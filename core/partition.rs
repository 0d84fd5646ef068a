//! A single hash partition: an in-memory buffer that spills framed chunks to its
//! own backing file, followed by a read-only replay phase.

use std::fs::File;
use std::io::{BufReader, BufWriter, Read, Write};
use std::path::Path;

use crate::assert::{assert_send, spill_assert};
use crate::codec::{decode_chunk, encode_chunk, framed_len, RecordCodec};
use crate::error::SpillError;
use crate::io::SpillFile;
use crate::Result;

/// Default spill threshold, in framed bytes held in memory per partition.
pub const DEFAULT_BLOCK_SIZE: usize = 64_000;

/// What happens to the record whose insert triggers a spill.
#[derive(Debug, Clone, Copy, Default, PartialEq, Eq)]
pub enum OverflowPolicy {
    /// The record starts the next buffer. No record is lost.
    #[default]
    Retain,
    /// The record is dropped and counted in [`PartitionStats::records_discarded`].
    Discard,
}

#[derive(Debug, Clone, Copy, PartialEq, Eq)]
pub struct PartitionConfig {
    /// Once the buffered records frame to more than this many bytes, the next
    /// insert spills the buffer.
    pub block_size: usize,
    pub overflow_policy: OverflowPolicy,
}

impl Default for PartitionConfig {
    fn default() -> Self {
        Self {
            block_size: DEFAULT_BLOCK_SIZE,
            overflow_policy: OverflowPolicy::default(),
        }
    }
}

#[derive(Debug, Clone, Copy, PartialEq, Eq)]
pub enum PartitionState {
    /// Accepting inserts.
    Writing,
    /// Write phase finished, replays allowed.
    InputClosed,
    /// A write to the backing file failed. Its content is unknown, so only
    /// `close_partition` is allowed.
    Failed,
    /// Backing file deleted, nothing allowed.
    Closed,
}

#[derive(Debug, Clone, Copy, Default, PartialEq, Eq)]
pub struct PartitionStats {
    pub records_received: u64,
    pub records_discarded: u64,
    pub spill_count: u64,
    pub bytes_spilled: u64,
}

/// One hash bucket of a partitioned relation.
///
/// The content of a partition is the records of every spilled chunk, in the order the
/// chunks were written, followed by the in-memory tail. The backing file has no
/// delimiters between chunks, so their boundaries live in `chunk_sizes`.
pub struct Partition<C: RecordCodec> {
    idx: usize,
    config: PartitionConfig,
    codec: C,
    file: SpillFile,
    /// Present only in the write phase.
    writer: Option<BufWriter<File>>,
    buffer: Vec<C::Record>,
    /// Exact framed length of `buffer`.
    buffered_bytes: usize,
    chunk_sizes: Vec<usize>,
    spilled: bool,
    state: PartitionState,
    stats: PartitionStats,
    spill_buf: Vec<u8>,
}

assert_send!(Partition<crate::codec::RowCodec>);

impl<C: RecordCodec> std::fmt::Debug for Partition<C> {
    fn fmt(&self, f: &mut std::fmt::Formatter<'_>) -> std::fmt::Result {
        f.debug_struct("Partition")
            .field("idx", &self.idx)
            .field("path", &self.file.path())
            .field("state", &self.state)
            .field("buffered_records", &self.buffer.len())
            .field("buffered_bytes", &self.buffered_bytes)
            .field("chunk_sizes", &self.chunk_sizes)
            .finish()
    }
}

impl<C: RecordCodec> Partition<C> {
    /// Creates an empty partition over `file` and opens its write handle.
    pub fn new(idx: usize, config: PartitionConfig, codec: C, file: SpillFile) -> Result<Self> {
        let writer = file.open_writer()?;
        Ok(Self {
            idx,
            config,
            codec,
            file,
            writer: Some(writer),
            buffer: Vec::new(),
            buffered_bytes: 0,
            chunk_sizes: Vec::new(),
            spilled: false,
            state: PartitionState::Writing,
            stats: PartitionStats::default(),
            spill_buf: Vec::new(),
        })
    }

    /// Adds a record. If the buffer already frames to more than the block size, it is
    /// spilled first and the record is handled according to the overflow policy.
    pub fn insert(&mut self, record: C::Record) -> Result<()> {
        if self.state != PartitionState::Writing {
            return Err(SpillError::InvalidState(format!(
                "partition {}: insert in state {:?}",
                self.idx, self.state
            )));
        }
        self.stats.records_received += 1;

        if self.buffered_bytes > self.config.block_size {
            self.spill()?;
            if self.config.overflow_policy == OverflowPolicy::Discard {
                self.stats.records_discarded += 1;
                tracing::warn!(
                    "partition {}: discarding record that triggered spill #{}",
                    self.idx,
                    self.stats.spill_count
                );
                return Ok(());
            }
        }

        self.buffered_bytes += framed_len(&self.codec, &record);
        self.buffer.push(record);
        Ok(())
    }

    /// Appends the whole buffer to the backing file as one chunk.
    fn spill(&mut self) -> Result<()> {
        spill_assert!(
            !self.buffer.is_empty(),
            "partition {}: spill of an empty buffer",
            self.idx
        );
        let Some(writer) = self.writer.as_mut() else {
            return Err(SpillError::InternalError(format!(
                "partition {}: spill without a write handle",
                self.idx
            )));
        };

        self.spill_buf.clear();
        encode_chunk(&self.codec, &self.buffer, &mut self.spill_buf);
        spill_assert!(
            self.spill_buf.len() == self.buffered_bytes,
            "partition {}: chunk is {} bytes but buffer accounted for {}",
            self.idx,
            self.spill_buf.len(),
            self.buffered_bytes
        );
        if let Err(e) = writer.write_all(&self.spill_buf) {
            return Err(self.fail(e));
        }

        let chunk_size = self.spill_buf.len();
        tracing::debug!(
            "partition {}: spilled chunk {} ({} records, {} bytes)",
            self.idx,
            self.chunk_sizes.len(),
            self.buffer.len(),
            chunk_size
        );
        self.chunk_sizes.push(chunk_size);
        self.spilled = true;
        self.stats.spill_count += 1;
        self.stats.bytes_spilled += chunk_size as u64;
        self.buffer.clear();
        self.buffered_bytes = 0;
        Ok(())
    }

    /// Ends the write phase. A partition that has spilled writes its remaining buffer
    /// as a final chunk; one that never spilled keeps everything in memory.
    pub fn close_input(&mut self) -> Result<()> {
        if self.state != PartitionState::Writing {
            return Err(SpillError::InvalidState(format!(
                "partition {}: close_input in state {:?}",
                self.idx, self.state
            )));
        }
        if self.spilled && !self.buffer.is_empty() {
            self.spill()?;
        }
        if let Some(writer) = self.writer.as_mut() {
            if let Err(e) = writer.flush() {
                return Err(self.fail(e));
            }
        }
        self.writer = None;
        self.spill_buf = Vec::new();
        self.state = PartitionState::InputClosed;
        Ok(())
    }

    /// Moves to `Failed` after a write error and drops the write handle.
    fn fail(&mut self, e: std::io::Error) -> SpillError {
        tracing::error!(
            "partition {}: write to {} failed: {e}",
            self.idx,
            self.file.path().display()
        );
        self.state = PartitionState::Failed;
        self.writer = None;
        self.spill_buf = Vec::new();
        SpillError::IOError(e)
    }

    /// Starts a replay of the partition's content. Every call starts from the
    /// beginning of the backing file.
    pub fn get_data(&self) -> Result<PartitionReplay<'_, C>> {
        match self.state {
            PartitionState::InputClosed => {}
            PartitionState::Writing => {
                return Err(SpillError::InvalidState(format!(
                    "partition {}: replay before close_input",
                    self.idx
                )));
            }
            PartitionState::Closed => {
                return Err(SpillError::InvalidState(format!(
                    "partition {}: replay after close_partition",
                    self.idx
                )));
            }
            PartitionState::Failed => {
                return Err(SpillError::InvalidState(format!(
                    "partition {}: replay after a failed write",
                    self.idx
                )));
            }
        }
        let reader = if self.chunk_sizes.is_empty() {
            None
        } else {
            Some(self.file.open_reader()?)
        };
        Ok(PartitionReplay {
            partition: self,
            reader,
            state: ReplayState::ReadingChunk {
                next_chunk: 0,
                records: Vec::new().into_iter(),
            },
            read_buf: Vec::new(),
        })
    }

    /// Deletes the backing file and drops the in-memory tail. Closing twice is a no-op.
    pub fn close_partition(&mut self) -> Result<()> {
        if self.state == PartitionState::Closed {
            return Ok(());
        }
        self.writer = None;
        self.file.remove()?;
        self.buffer = Vec::new();
        self.buffered_bytes = 0;
        self.state = PartitionState::Closed;
        Ok(())
    }

    pub fn idx(&self) -> usize {
        self.idx
    }

    pub fn config(&self) -> &PartitionConfig {
        &self.config
    }

    pub fn chunk_sizes(&self) -> &[usize] {
        &self.chunk_sizes
    }

    pub fn is_spilled(&self) -> bool {
        self.spilled
    }

    pub fn is_input_closed(&self) -> bool {
        matches!(
            self.state,
            PartitionState::InputClosed | PartitionState::Closed
        )
    }

    pub fn state(&self) -> PartitionState {
        self.state
    }

    /// Number of records currently held in memory.
    pub fn buffered_records(&self) -> usize {
        self.buffer.len()
    }

    /// Framed byte length of the records held in memory.
    pub fn buffered_bytes(&self) -> usize {
        self.buffered_bytes
    }

    pub fn path(&self) -> &Path {
        self.file.path()
    }

    pub fn stats(&self) -> PartitionStats {
        self.stats
    }
}

impl<C: RecordCodec> Drop for Partition<C> {
    fn drop(&mut self) {
        if self.state == PartitionState::Closed {
            return;
        }
        self.writer = None;
        if let Err(e) = self.file.remove() {
            tracing::warn!(
                "partition {}: failed to remove {}: {e}",
                self.idx,
                self.file.path().display()
            );
        }
    }
}

enum ReplayState<'a, R> {
    /// Draining the decoded records of the chunk before `next_chunk`.
    ReadingChunk {
        next_chunk: usize,
        records: std::vec::IntoIter<R>,
    },
    ReadingTail(std::slice::Iter<'a, R>),
    Exhausted,
}

/// Forward-only iterator over a partition's records: spilled chunks first, then the
/// in-memory tail. Decoding fails fast; after the first error the replay yields
/// nothing more.
pub struct PartitionReplay<'a, C: RecordCodec> {
    partition: &'a Partition<C>,
    reader: Option<BufReader<File>>,
    state: ReplayState<'a, C::Record>,
    read_buf: Vec<u8>,
}

impl<C: RecordCodec> PartitionReplay<'_, C> {
    fn read_chunk(&mut self, chunk_idx: usize) -> Result<Vec<C::Record>> {
        let partition = self.partition;
        let chunk_size = partition.chunk_sizes[chunk_idx];
        if chunk_size == 0 {
            return Err(SpillError::Corrupt(format!(
                "partition {}: chunk {chunk_idx} has zero size",
                partition.idx
            )));
        }
        let Some(reader) = self.reader.as_mut() else {
            return Err(SpillError::InternalError(format!(
                "partition {}: replay has no read handle",
                partition.idx
            )));
        };

        self.read_buf.resize(chunk_size, 0);
        reader.read_exact(&mut self.read_buf).map_err(|e| {
            if e.kind() == std::io::ErrorKind::UnexpectedEof {
                SpillError::Corrupt(format!(
                    "partition {}: chunk {chunk_idx} truncated, expected {chunk_size} bytes",
                    partition.idx
                ))
            } else {
                SpillError::IOError(e)
            }
        })?;
        tracing::trace!(
            "partition {}: read chunk {chunk_idx} ({chunk_size} bytes)",
            partition.idx
        );
        decode_chunk(&partition.codec, &self.read_buf)
    }
}

impl<C> Iterator for PartitionReplay<'_, C>
where
    C: RecordCodec,
    C::Record: Clone,
{
    type Item = Result<C::Record>;

    fn next(&mut self) -> Option<Self::Item> {
        loop {
            match &mut self.state {
                ReplayState::ReadingChunk {
                    next_chunk,
                    records,
                } => {
                    if let Some(record) = records.next() {
                        return Some(Ok(record));
                    }
                    let chunk_idx = *next_chunk;
                    if chunk_idx == self.partition.chunk_sizes.len() {
                        self.reader = None;
                        let partition = self.partition;
                        self.state = ReplayState::ReadingTail(partition.buffer.iter());
                        continue;
                    }
                    match self.read_chunk(chunk_idx) {
                        Ok(records) => {
                            self.state = ReplayState::ReadingChunk {
                                next_chunk: chunk_idx + 1,
                                records: records.into_iter(),
                            };
                        }
                        Err(e) => {
                            self.reader = None;
                            self.state = ReplayState::Exhausted;
                            return Some(Err(e));
                        }
                    }
                }
                ReplayState::ReadingTail(tail) => match tail.next() {
                    Some(record) => return Some(Ok(record.clone())),
                    None => self.state = ReplayState::Exhausted,
                },
                ReplayState::Exhausted => return None,
            }
        }
    }
}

━━━━

> **Directions for this task**
Work out how many lines in the records above contain the word "IOError". State only that number.

> **Task result**
2